Methamphetamine deserves a category of its own.  (In fact, it has a page of its own.)  Meth addicts have a combination of drug induced symptoms and behavior patterns that cause severe tooth decay and gum disease.  The drug induced symptoms are dry mouth, muscular hyperactivity, excessive sweating, diarrhea and violent, self destructive behavior patterns.  The loss of fluid from the excessive sweating and diarrhea produces a ferocious thirst and dry mouth.  The increased muscle hyperactivity produces a physical need for quick energy and a huge appetite for sugar.  Soda and other soft drinks including Gatorade and sweet ice teas are cheap, ever-present sources of both fluid and sugar and many meth addicts eat and drink little else.  The dry mouth produced by the methamphetamine exacerbates the severity of the decay, and the drug induced increase in muscular activity produces relentless bruxing (grinding and clenching) which causes the decay weakened teeth to break.  Meth also produces violent and self destructive behavior which directs the addict’s attention away from looking after his or her own well-being.  Consequently, little attention is paid to personal hygiene, including oral hygiene.


Dilantin  (phenytoin)

DilantinDilantin is a drug used to treat seizures in epileptics–can cause swelling of the gums (gingival hyperplasia), especially in persons who do not brush their teeth regularly.  The image to the right shows what the combination of poor oral hygiene and Dilantin can do to a patient’s gums.  Better oral hygiene would have reduced the enlargement of the gingiva.  A limited number of other types of drugs can also cause this problem, although to a lesser extent.  They include blood pressure medications in the calcium channel blocker category (Cardizem), birth control and hormone replacement drugs (Progestogen) and immunosuppressive agents such as cyclosporine. 

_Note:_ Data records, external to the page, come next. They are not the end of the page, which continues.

// Path: crates/telemetry/src/prometheus.rs
//! A concrete implementation of the metrics sinks using the Prometheus crate.

use crate::sinks::*;
use once_cell::sync::OnceCell;
use prometheus::{
    exponential_buckets, register_histogram_vec, register_int_counter_vec,
    register_int_gauge, HistogramVec, IntCounterVec, IntGauge,
};

// --- Metric Statics ---
// We use OnceCell to hold the metric collectors. They will be initialized
// exactly once by the `install` function.

static HTTP_REQUESTS_TOTAL: OnceCell<IntCounterVec> = OnceCell::new();
static HTTP_REQUEST_DURATION_SECONDS: OnceCell<HistogramVec> = OnceCell::new();
static HTTP_RATE_LIMITED_TOTAL: OnceCell<IntCounterVec> = OnceCell::new();

static LEDGER_ATTESTATIONS_CREATED_TOTAL: OnceCell<IntCounterVec> = OnceCell::new();
static LEDGER_ALREADY_SIGNED_TOTAL: OnceCell<IntCounterVec> = OnceCell::new();
static LEDGER_CHAIN_CONFLICT_RETRY_TOTAL: OnceCell<IntCounterVec> = OnceCell::new();
static LEDGER_TRANSIENT_FAILURE_TOTAL: OnceCell<IntCounterVec> = OnceCell::new();
static LEDGER_CREATE_DURATION_SECONDS: OnceCell<HistogramVec> = OnceCell::new();

static MAIL_JOBS_TERMINAL_TOTAL: OnceCell<IntCounterVec> = OnceCell::new();
static MAIL_JOB_RETRY_SCHEDULED_TOTAL: OnceCell<IntCounterVec> = OnceCell::new();
static MAIL_QUEUE_DEPTH: OnceCell<IntGauge> = OnceCell::new();
static MAIL_DISPATCH_DURATION_SECONDS: OnceCell<HistogramVec> = OnceCell::new();

static ERRORS_TOTAL: OnceCell<IntCounterVec> = OnceCell::new();

#[derive(Debug, Clone, Copy)]
pub struct PrometheusSink;

/// Helper macro to reduce boilerplate for getting a metric from OnceCell.
/// This will panic if `install()` has not been called, which is intentional
/// as it indicates a critical application setup error.
macro_rules! get_metric {
    ($metric:ident) => {
        $metric
            .get()
            .expect("Prometheus sink not initialized. Call telemetry::prometheus::install() first.")
    };
}

impl HttpMetricsSink for PrometheusSink {
    fn observe_request_duration(&self, route: &str, method: &str, duration_secs: f64) {
        get_metric!(HTTP_REQUEST_DURATION_SECONDS)
            .with_label_values(&[route, method])
            .observe(duration_secs);
    }
    fn inc_requests_total(&self, route: &str, method: &str, status_code: u16) {
        get_metric!(HTTP_REQUESTS_TOTAL)
            .with_label_values(&[route, method, &status_code.to_string()])
            .inc();
    }
    fn inc_rate_limited(&self, surface: &str) {
        get_metric!(HTTP_RATE_LIMITED_TOTAL)
            .with_label_values(&[surface])
            .inc();
    }
}

impl LedgerMetricsSink for PrometheusSink {
    fn inc_attestations_created(&self) {
        get_metric!(LEDGER_ATTESTATIONS_CREATED_TOTAL)
            .with_label_values(&[])
            .inc();
    }
    fn inc_already_signed(&self) {
        get_metric!(LEDGER_ALREADY_SIGNED_TOTAL)
            .with_label_values(&[])
            .inc();
    }
    fn inc_chain_conflict_retry(&self) {
        get_metric!(LEDGER_CHAIN_CONFLICT_RETRY_TOTAL)
            .with_label_values(&[])
            .inc();
    }
    fn inc_transient_failure(&self) {
        get_metric!(LEDGER_TRANSIENT_FAILURE_TOTAL)
            .with_label_values(&[])
            .inc();
    }
    fn observe_create_duration(&self, duration_secs: f64) {
        get_metric!(LEDGER_CREATE_DURATION_SECONDS)
            .with_label_values(&[])
            .observe(duration_secs);
    }
}

impl MailMetricsSink for PrometheusSink {
    fn inc_jobs_terminal(&self, status: &str) {
        get_metric!(MAIL_JOBS_TERMINAL_TOTAL)
            .with_label_values(&[status])
            .inc();
    }
    fn inc_job_retry_scheduled(&self) {
        get_metric!(MAIL_JOB_RETRY_SCHEDULED_TOTAL)
            .with_label_values(&[])
            .inc();
    }
    fn set_queue_depth(&self, depth: i64) {
        get_metric!(MAIL_QUEUE_DEPTH).set(depth);
    }
    fn observe_dispatch_duration(&self, duration_secs: f64) {
        get_metric!(MAIL_DISPATCH_DURATION_SECONDS)
            .with_label_values(&[])
            .observe(duration_secs);
    }
}

impl ErrorMetricsSink for PrometheusSink {
    fn inc_error(&self, code: &'static str) {
        get_metric!(ERRORS_TOTAL).with_label_values(&[code]).inc();
    }
}

/// Initializes all Prometheus metrics collectors and returns a static reference to the sink.
/// This function must be called only once at application startup.
#[allow(clippy::expect_used)]
pub fn install() -> Result<&'static dyn MetricsSink, prometheus::Error> {
    HTTP_REQUESTS_TOTAL
        .set(register_int_counter_vec!(
            "ackify_http_requests_total",
            "Total HTTP requests handled, by route, method, and status code.",
            &["route", "method", "status"]
        )?)
        .expect("static already initialized");
    HTTP_REQUEST_DURATION_SECONDS
        .set(register_histogram_vec!(
            "ackify_http_request_duration_seconds",
            "Latency of HTTP requests, by route and method.",
            &["route", "method"],
            exponential_buckets(0.001, 2.0, 15)?
        )?)
        .expect("static already initialized");
    HTTP_RATE_LIMITED_TOTAL
        .set(register_int_counter_vec!(
            "ackify_http_rate_limited_total",
            "Total requests rejected by a rate limiter, by surface.",
            &["surface"]
        )?)
        .expect("static already initialized");
    LEDGER_ATTESTATIONS_CREATED_TOTAL
        .set(register_int_counter_vec!(
            "ackify_ledger_attestations_created_total",
            "Total attestations successfully appended to the ledger.",
            &[] as &[&str]
        )?)
        .expect("static already initialized");
    LEDGER_ALREADY_SIGNED_TOTAL
        .set(register_int_counter_vec!(
            "ackify_ledger_already_signed_total",
            "Total sign attempts rejected because the user already signed the document.",
            &[] as &[&str]
        )?)
        .expect("static already initialized");
    LEDGER_CHAIN_CONFLICT_RETRY_TOTAL
        .set(register_int_counter_vec!(
            "ackify_ledger_chain_conflict_retry_total",
            "Total retries triggered by a concurrent chain-tail conflict.",
            &[] as &[&str]
        )?)
        .expect("static already initialized");
    LEDGER_TRANSIENT_FAILURE_TOTAL
        .set(register_int_counter_vec!(
            "ackify_ledger_transient_failure_total",
            "Total sign attempts that exhausted their chain-conflict retry budget.",
            &[] as &[&str]
        )?)
        .expect("static already initialized");
    LEDGER_CREATE_DURATION_SECONDS
        .set(register_histogram_vec!(
            "ackify_ledger_create_duration_seconds",
            "End-to-end latency of the attestation creation path.",
            &[] as &[&str],
            exponential_buckets(0.001, 2.0, 15)?
        )?)
        .expect("static already initialized");
    MAIL_JOBS_TERMINAL_TOTAL
        .set(register_int_counter_vec!(
            "ackify_mail_jobs_terminal_total",
            "Total email jobs reaching a terminal status, by status.",
            &["status"]
        )?)
        .expect("static already initialized");
    MAIL_JOB_RETRY_SCHEDULED_TOTAL
        .set(register_int_counter_vec!(
            "ackify_mail_job_retry_scheduled_total",
            "Total email jobs rescheduled for retry after a transient dispatch failure.",
            &[] as &[&str]
        )?)
        .expect("static already initialized");
    MAIL_QUEUE_DEPTH
        .set(register_int_gauge!(
            "ackify_mail_queue_depth",
            "Current number of pending email jobs."
        )?)
        .expect("static already initialized");
    MAIL_DISPATCH_DURATION_SECONDS
        .set(register_histogram_vec!(
            "ackify_mail_dispatch_duration_seconds",
            "Latency of a single email dispatch attempt.",
            &[] as &[&str],
            exponential_buckets(0.01, 2.0, 12)?
        )?)
        .expect("static already initialized");
    ERRORS_TOTAL
        .set(register_int_counter_vec!(
            "ackify_errors_total",
            "Total number of errors returned to callers, categorized by error code.",
            &["code"]
        )?)
        .expect("static already initialized");

    static SINK: PrometheusSink = PrometheusSink;
    Ok(&SINK)
}
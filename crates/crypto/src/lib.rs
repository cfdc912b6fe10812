// Path: crates/crypto/src/lib.rs
#![cfg_attr(
    not(test),
    deny(
        clippy::unwrap_used,
        clippy::expect_used,
        clippy::panic,
        clippy::indexing_slicing
    )
)]

//! # ackify-crypto
//!
//! C1: Ed25519 key loading/generation and the canonical payload codec
//! (spec §4.1). Built on `ed25519-dalek` and `sha2`, so the core never
//! shells out to OpenSSL.

/// Error types for this crate.
pub mod error;
/// The canonical payload encoding and hashing (§4.1).
pub mod payload;
/// Ed25519 key loading, generation, signing, and verification.
pub mod signer;

pub use error::CryptoError;
pub use payload::{canonical_payload, payload_hash, random_nonce_hex};
pub use signer::Signer;
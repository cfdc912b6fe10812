// Path: crates/registry/src/documents.rs
//! Document metadata (spec §3) and its soft-delete lifecycle.

use ackify_ledger::LedgerStore;
use ackify_types::domain::document::{Document, DocumentView};
use ackify_types::error::CoreError;
use async_trait::async_trait;
use sqlx::PgPool;
use std::sync::Arc;

#[async_trait]
pub trait DocumentStore: Send + Sync {
    /// Fetches `doc_id`'s metadata joined with its ledger signature count.
    /// Returns [`CoreError::NotFound`] for a missing OR soft-deleted
    /// document, per spec §7's `NOT_FOUND` covering both cases — callers
    /// needing the soft-deleted row regardless (e.g. an admin audit view)
    /// should use [`DocumentStore::get_including_deleted`].
    async fn get(&self, doc_id: &str) -> Result<DocumentView, CoreError>;

    /// As [`DocumentStore::get`], but does not filter out soft-deleted
    /// documents.
    async fn get_including_deleted(&self, doc_id: &str) -> Result<DocumentView, CoreError>;

    /// Marks `doc_id` soft-deleted. Idempotent.
    async fn soft_delete(&self, doc_id: &str, actor_sub: &str) -> Result<(), CoreError>;
}

pub struct PgDocumentStore {
    pool: PgPool,
    ledger: Arc<dyn LedgerStore>,
}

impl PgDocumentStore {
    pub fn new(pool: PgPool, ledger: Arc<dyn LedgerStore>) -> Self {
        Self { pool, ledger }
    }

    async fn fetch(&self, doc_id: &str, include_deleted: bool) -> Result<DocumentView, CoreError> {
        let document = sqlx::query_as::<_, Document>(
            "SELECT doc_id, title, url, checksum, checksum_algorithm, description, \
             created_at, updated_at, created_by, deleted_at \
             FROM documents WHERE doc_id = $1",
        )
        .bind(doc_id)
        .fetch_optional(&self.pool)
        .await?
        .ok_or_else(|| CoreError::NotFound(format!("document {doc_id}")))?;

        if !include_deleted && document.deleted_at.is_some() {
            return Err(CoreError::NotFound(format!("document {doc_id}")));
        }

        let signature_count = self.ledger.list_for_doc(doc_id).await?.len() as i64;

        Ok(DocumentView {
            document,
            signature_count,
        })
    }
}

#[async_trait]
impl DocumentStore for PgDocumentStore {
    async fn get(&self, doc_id: &str) -> Result<DocumentView, CoreError> {
        self.fetch(doc_id, false).await
    }

    async fn get_including_deleted(&self, doc_id: &str) -> Result<DocumentView, CoreError> {
        self.fetch(doc_id, true).await
    }

    async fn soft_delete(&self, doc_id: &str, actor_sub: &str) -> Result<(), CoreError> {
        tracing::info!(target: "registry", doc_id = %doc_id, actor_sub = %actor_sub, "document soft-deleted");
        sqlx::query("UPDATE documents SET deleted_at = now() WHERE doc_id = $1 AND deleted_at IS NULL")
            .bind(doc_id)
            .execute(&self.pool)
            .await?;
        Ok(())
    }
}
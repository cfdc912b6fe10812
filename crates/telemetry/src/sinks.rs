// Path: crates/telemetry/src/sinks.rs
//! Defines abstract traits for metrics reporting, decoupling core logic from
//! the backend.

use once_cell::sync::OnceCell;

// --- Static Sink Access ---

/// A no-op sink for use in tests or when telemetry is disabled.
#[derive(Debug, Clone, Copy)]
pub struct NopSink;

/// A lazily-initialized static reference to the global `MetricsSink` implementation.
pub static SINK: OnceCell<&'static dyn MetricsSink> = OnceCell::new();
static NOP_SINK: NopSink = NopSink;

/// Returns a static reference to the configured error metrics sink.
pub fn error_metrics() -> &'static dyn ErrorMetricsSink {
    SINK.get().copied().unwrap_or(&NOP_SINK)
}

/// Returns a static reference to the configured HTTP boundary metrics sink.
pub fn http_metrics() -> &'static dyn HttpMetricsSink {
    SINK.get().copied().unwrap_or(&NOP_SINK)
}

/// Returns a static reference to the configured ledger/signing metrics sink.
pub fn ledger_metrics() -> &'static dyn LedgerMetricsSink {
    SINK.get().copied().unwrap_or(&NOP_SINK)
}

/// Returns a static reference to the configured mail-queue metrics sink.
pub fn mail_metrics() -> &'static dyn MailMetricsSink {
    SINK.get().copied().unwrap_or(&NOP_SINK)
}

// --- Trait Definitions ---

/// Metrics for the `/api/v1` HTTP boundary (§6).
pub trait HttpMetricsSink: Send + Sync + std::fmt::Debug {
    /// Observes the latency of a request, labeled by route and method.
    fn observe_request_duration(&self, route: &str, method: &str, duration_secs: f64);
    /// Increments total requests, labeled by route, method, and status code.
    fn inc_requests_total(&self, route: &str, method: &str, status_code: u16);
    /// Increments a counter for requests rejected by a rate limiter.
    fn inc_rate_limited(&self, surface: &str);
}
impl HttpMetricsSink for NopSink {
    fn observe_request_duration(&self, _route: &str, _method: &str, _duration_secs: f64) {}
    fn inc_requests_total(&self, _route: &str, _method: &str, _status_code: u16) {}
    fn inc_rate_limited(&self, _surface: &str) {}
}

/// Metrics for the ledger store and signing engine (C2/C3, §4.2-§4.3).
pub trait LedgerMetricsSink: Send + Sync + std::fmt::Debug {
    /// Increments the counter for attestations successfully appended.
    fn inc_attestations_created(&self);
    /// Increments the counter for `ALREADY_SIGNED` rejections.
    fn inc_already_signed(&self);
    /// Increments the counter for a `CHAIN_CONFLICT` retry attempt.
    fn inc_chain_conflict_retry(&self);
    /// Increments the counter for retries exhausted (`TRANSIENT`).
    fn inc_transient_failure(&self);
    /// Observes the latency of a `create` call, end to end.
    fn observe_create_duration(&self, duration_secs: f64);
}
impl LedgerMetricsSink for NopSink {
    fn inc_attestations_created(&self) {}
    fn inc_already_signed(&self) {}
    fn inc_chain_conflict_retry(&self) {}
    fn inc_transient_failure(&self) {}
    fn observe_create_duration(&self, _duration_secs: f64) {}
}

/// Metrics for the email queue and dispatcher (C7, §4.7).
pub trait MailMetricsSink: Send + Sync + std::fmt::Debug {
    /// Increments a counter for jobs transitioning to a terminal status.
    fn inc_jobs_terminal(&self, status: &str);
    /// Increments a counter for a retry scheduled after a transient failure.
    fn inc_job_retry_scheduled(&self);
    /// Sets the gauge for the current number of pending jobs.
    fn set_queue_depth(&self, depth: i64);
    /// Observes the latency of one dispatch attempt.
    fn observe_dispatch_duration(&self, duration_secs: f64);
}
impl MailMetricsSink for NopSink {
    fn inc_jobs_terminal(&self, _status: &str) {}
    fn inc_job_retry_scheduled(&self) {}
    fn set_queue_depth(&self, _depth: i64) {}
    fn observe_dispatch_duration(&self, _duration_secs: f64) {}
}

/// A sink for recording structured error metrics.
pub trait ErrorMetricsSink: Send + Sync + std::fmt::Debug {
    /// Increments a counter for a specific error, categorized by its code.
    fn inc_error(&self, code: &'static str);
}
impl ErrorMetricsSink for NopSink {
    fn inc_error(&self, _code: &'static str) {}
}

/// A unified sink implementing all domain-specific traits, providing a
/// single point of implementation for metrics backends like Prometheus.
pub trait MetricsSink:
    HttpMetricsSink + LedgerMetricsSink + MailMetricsSink + ErrorMetricsSink
{
}

impl<T> MetricsSink for T where
    T: HttpMetricsSink + LedgerMetricsSink + MailMetricsSink + ErrorMetricsSink
{
}
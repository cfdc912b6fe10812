// Path: crates/crypto/src/error.rs
//! Local error types for the `ackify-crypto` crate.

use thiserror::Error;

/// Errors raised by key loading, signing, and verification.
#[derive(Debug, Error)]
pub enum CryptoError {
    #[error("invalid key material: {0}")]
    InvalidKey(String),
    #[error("invalid signature: {0}")]
    InvalidSignature(String),
    #[error("signing operation failed: {0}")]
    SignFailed(String),
    #[error("base64 decode failed: {0}")]
    Base64(#[from] base64::DecodeError),
}
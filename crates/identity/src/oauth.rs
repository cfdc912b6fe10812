// Path: crates/identity/src/oauth.rs
//! The delegated-authorization flow (C4.4.1, spec §4.4.1): authorization
//! code + PKCE (S256), a short-lived server-side state cache, userinfo
//! fetch, and the domain allow-list.

use ackify_types::config::OAuthConfig;
use ackify_types::error::CoreError;
use chrono::{DateTime, Duration as ChronoDuration, Utc};
use dashmap::DashMap;
use oauth2::basic::BasicClient;
use oauth2::{
    AuthUrl, ClientId, ClientSecret, CsrfToken, PkceCodeChallenge, PkceCodeVerifier,
    RedirectUrl, Scope, TokenUrl,
};
use serde::Deserialize;
use std::sync::Arc;
use std::time::Duration;

/// State-token cache TTL (spec §4.4.1 step 1).
const STATE_TTL: ChronoDuration = ChronoDuration::minutes(10);

struct CachedState {
    pkce_verifier: PkceCodeVerifier,
    next: String,
    issued_at: DateTime<Utc>,
}

/// The user profile resolved from the issuer's userinfo endpoint.
#[derive(Debug, Clone, Deserialize)]
pub struct UpstreamProfile {
    pub sub: String,
    pub email: String,
    pub name: Option<String>,
}

/// Returned from [`OAuthProvider::begin`].
pub struct LoginStart {
    pub authorize_url: String,
    pub state_token: String,
}

/// The result of a validated callback, before session issuance.
pub struct CallbackResult {
    pub profile: UpstreamProfile,
    pub refresh_token: Option<String>,
    pub access_token_expires_at: Option<DateTime<Utc>>,
    pub next: String,
}

/// Drives the authorization-code + PKCE flow against one configured issuer.
/// The state-token cache is process-global, keyed state (spec §9 "Global
/// mutable state") — constructed once at startup and shared via `Arc`.
#[derive(Clone)]
pub struct OAuthProvider {
    config: OAuthConfig,
    client: BasicClient,
    http: reqwest::Client,
    state_cache: Arc<DashMap<String, CachedState>>,
}

impl OAuthProvider {
    pub fn new(config: OAuthConfig, redirect_url: String) -> Result<Self, CoreError> {
        let client = BasicClient::new(
            ClientId::new(config.client_id.clone()),
            Some(ClientSecret::new(config.client_secret.clone())),
            AuthUrl::new(config.auth_url.clone())
                .map_err(|e| CoreError::Validation(format!("invalid OAUTH_AUTH_URL: {e}")))?,
            Some(
                TokenUrl::new(config.token_url.clone())
                    .map_err(|e| CoreError::Validation(format!("invalid OAUTH_TOKEN_URL: {e}")))?,
            ),
        )
        .set_redirect_uri(
            RedirectUrl::new(redirect_url)
                .map_err(|e| CoreError::Validation(format!("invalid redirect URL: {e}")))?,
        );

        let http = reqwest::Client::builder()
            .timeout(ackify_types::config::Deadlines::ISSUER_TOKEN_EXCHANGE)
            .build()
            .map_err(|e| CoreError::Internal(anyhow::anyhow!(e)))?;

        Ok(Self {
            config,
            client,
            http,
            state_cache: Arc::new(DashMap::new()),
        })
    }

    /// Step 1 of spec §4.4.1: issues a fresh `state_token` + PKCE verifier
    /// pair and returns the issuer's authorize URL.
    pub fn begin(&self, next: &str) -> LoginStart {
        let (pkce_challenge, pkce_verifier) = PkceCodeChallenge::new_random_sha256();
        let mut request = self.client.authorize_url(CsrfToken::new_random);
        for scope in &self.config.scopes {
            request = request.add_scope(Scope::new(scope.clone()));
        }
        let (authorize_url, csrf_token) = request.set_pkce_challenge(pkce_challenge).url();

        let state_token = csrf_token.secret().clone();
        self.state_cache.insert(
            state_token.clone(),
            CachedState {
                pkce_verifier,
                next: next.to_string(),
                issued_at: Utc::now(),
            },
        );

        LoginStart {
            authorize_url: authorize_url.to_string(),
            state_token,
        }
    }

    /// Step 2 of spec §4.4.1: validates `state`, exchanges `code`, fetches
    /// userinfo, and applies the domain allow-list.
    pub async fn callback(&self, code: &str, state: &str) -> Result<CallbackResult, CoreError> {
        let cached = self
            .state_cache
            .remove(state)
            .map(|(_, v)| v)
            .ok_or(CoreError::InvalidState)?;

        if Utc::now() - cached.issued_at > STATE_TTL {
            return Err(CoreError::InvalidState);
        }

        let token_response = self
            .exchange_code(code, cached.pkce_verifier)
            .await
            .map_err(|e| CoreError::Transient(format!("token exchange failed: {e}")))?;

        let profile = self
            .fetch_userinfo(&token_response.access_token)
            .await
            .map_err(|e| CoreError::Transient(format!("userinfo fetch failed: {e}")))?;

        if let Some(allowed_domain) = &self.config.allowed_domain {
            let suffix = allowed_domain.to_ascii_lowercase();
            let email_lower = profile.email.to_ascii_lowercase();
            if !email_lower.ends_with(&suffix) {
                return Err(CoreError::DomainNotAllowed);
            }
        }

        Ok(CallbackResult {
            profile,
            refresh_token: token_response.refresh_token,
            access_token_expires_at: token_response
                .expires_in_secs
                .map(|secs| Utc::now() + ChronoDuration::seconds(secs as i64)),
            next: sanitize_next(&cached.next),
        })
    }

    async fn exchange_code(
        &self,
        code: &str,
        pkce_verifier: PkceCodeVerifier,
    ) -> Result<TokenExchangeResult, anyhow::Error> {
        // Exchanged by hand against `self.http` rather than through
        // `oauth2`'s async request executor: this keeps a single HTTP
        // client (and its deadline) shared across the token exchange and
        // the userinfo fetch below.
        let params = [
            ("grant_type", "authorization_code"),
            ("code", code),
            ("client_id", &self.config.client_id),
            ("client_secret", &self.config.client_secret),
            ("code_verifier", pkce_verifier.secret().as_str()),
        ];
        let response: RawTokenResponse = self
            .http
            .post(&self.config.token_url)
            .form(&params)
            .send()
            .await?
            .error_for_status()?
            .json()
            .await?;

        Ok(TokenExchangeResult {
            access_token: response.access_token,
            refresh_token: response.refresh_token,
            expires_in_secs: response.expires_in,
        })
    }

    async fn fetch_userinfo(&self, access_token: &str) -> Result<UpstreamProfile, anyhow::Error> {
        let response: UpstreamProfile = self
            .http
            .get(&self.config.userinfo_url)
            .bearer_auth(access_token)
            .timeout(Duration::from_secs(10))
            .send()
            .await?
            .error_for_status()?
            .json()
            .await?;
        Ok(response)
    }

    /// Drops cached state entries older than [`STATE_TTL`], bounding memory
    /// use from abandoned logins. Intended to be called periodically
    /// alongside the session reaper.
    pub fn sweep_expired_state(&self) {
        let now = Utc::now();
        self.state_cache
            .retain(|_, cached| now - cached.issued_at <= STATE_TTL);
    }
}

struct TokenExchangeResult {
    access_token: String,
    refresh_token: Option<String>,
    expires_in_secs: Option<u64>,
}

#[derive(Debug, Deserialize)]
struct RawTokenResponse {
    access_token: String,
    refresh_token: Option<String>,
    expires_in: Option<u64>,
}

/// Coerces `next` to same-host-or-relative, per spec §4.4.1 step 2
/// ("must be same-host or relative; otherwise coerced to `/`").
fn sanitize_next(next: &str) -> String {
    if next.starts_with('/') && !next.starts_with("//") {
        next.to_string()
    } else {
        "/".to_string()
    }
}

#[cfg(test)]
mod tests {
    use super::*;

    #[test]
    fn sanitize_next_allows_relative_paths() {
        assert_eq!(sanitize_next("/documents/abc"), "/documents/abc");
    }

    #[test]
    fn sanitize_next_rejects_protocol_relative_and_absolute_urls() {
        assert_eq!(sanitize_next("//evil.example.com"), "/");
        assert_eq!(sanitize_next("https://evil.example.com"), "/");
    }

    #[test]
    fn sanitize_next_rejects_empty_and_bare_strings() {
        assert_eq!(sanitize_next(""), "/");
        assert_eq!(sanitize_next("relative/path"), "/");
    }
}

In general, this type of gingival enlargement can be prevented by good hygiene, but once it occurs, the only way to eliminate it is through surgical removal of the excess tissue, a procedure called gingivectomyOne lady wrote to me asking me if the manufacturer Dilantin could be sued for causing this complication.  I told her that I doubted that the manufacturers of any of these drugs could be held responsible since gingival hyperplasia is controllable with good hygiene and the benefits of these drugs far outweigh the risks.  Dilantin was approved by the FDA in 1953, and thus has been on the market for over 5o years.  It was approved in spite of the well known fact that it can cause gingival hyperplasia.

Q. Does sugarless gum prevent decay?

A. Yes!  Clinical studies have shown that chewing sugarless gum for 20 minutes following meals can help prevent tooth decay, especially in children.   If you chew after eating, the increased salivary flow can help neutralize and wash away the acids that are produced when food is broken down by the bacteria in plaque on your teeth.   Sugarless gum also prevents tooth decay because the gum base itself has a detersive effect which means that the mechanical action of chewing gum tends to remove some plaque from teeth.  Even sugared gums have detersive qualities and increase salivary flow.  However, sugarless gum sweetened with sorbitol, manitol or other non sugar sweeteners will not promote decay, and will reduce the incidence of tooth decay, especially if the patient does not use too much sugar between meals.

Unfortunately, this does not substitute for brushing, flossing and avoiding between-meal exposures to sugar.  Plaque is made of bacteria, and it adheres to the teeth with a seriously sticky mucous-like material called dextrans.  Thus plaque resists removal or dilution during normal chewing and eating.

Large amounts of plaque left on the teeth, as well as multiple exposure to sugar between meals (usually eaten as a result of one of the sugar habits) can easily overcome the benefits of the increased saliva production and detersive effects of gum chewing.


Recent research has shown that one sugar substitute, xylitol (Google search) actually helps to prevent tooth decay.  Xylitol interferes with the metabolic processes of Strep mutans, the major bacterial contributor to tooth decay.  Xylitol is currently used to sweeten toothpastes and some brands of sugarless gum and sugarless candy.  It is likely that it will be found in more and more sugarless products now that research has shown that it has the added benefit of helping to prevent tooth decay.  Xylitol has been shown to have the following qualities:

  • Xylitol blocks bacteria from producing the acids that cause tooth decay.
  • Xylitol decreases the level of bacteria known to ferment sugars which produce acid.
  • Chewing Xylitol gum three times a day is said to eliminate Strep mutans, which is one of the major decay producing organisms in the mouth.
  • Xylitol sweetened mints and candies also have the same effect, but gum is probably more effective due to its detersive (cleaning) action.
  • Xylitol decreases plaque formation.
  • Xylitol helps promote remineralization of previously decayed tooth    structure.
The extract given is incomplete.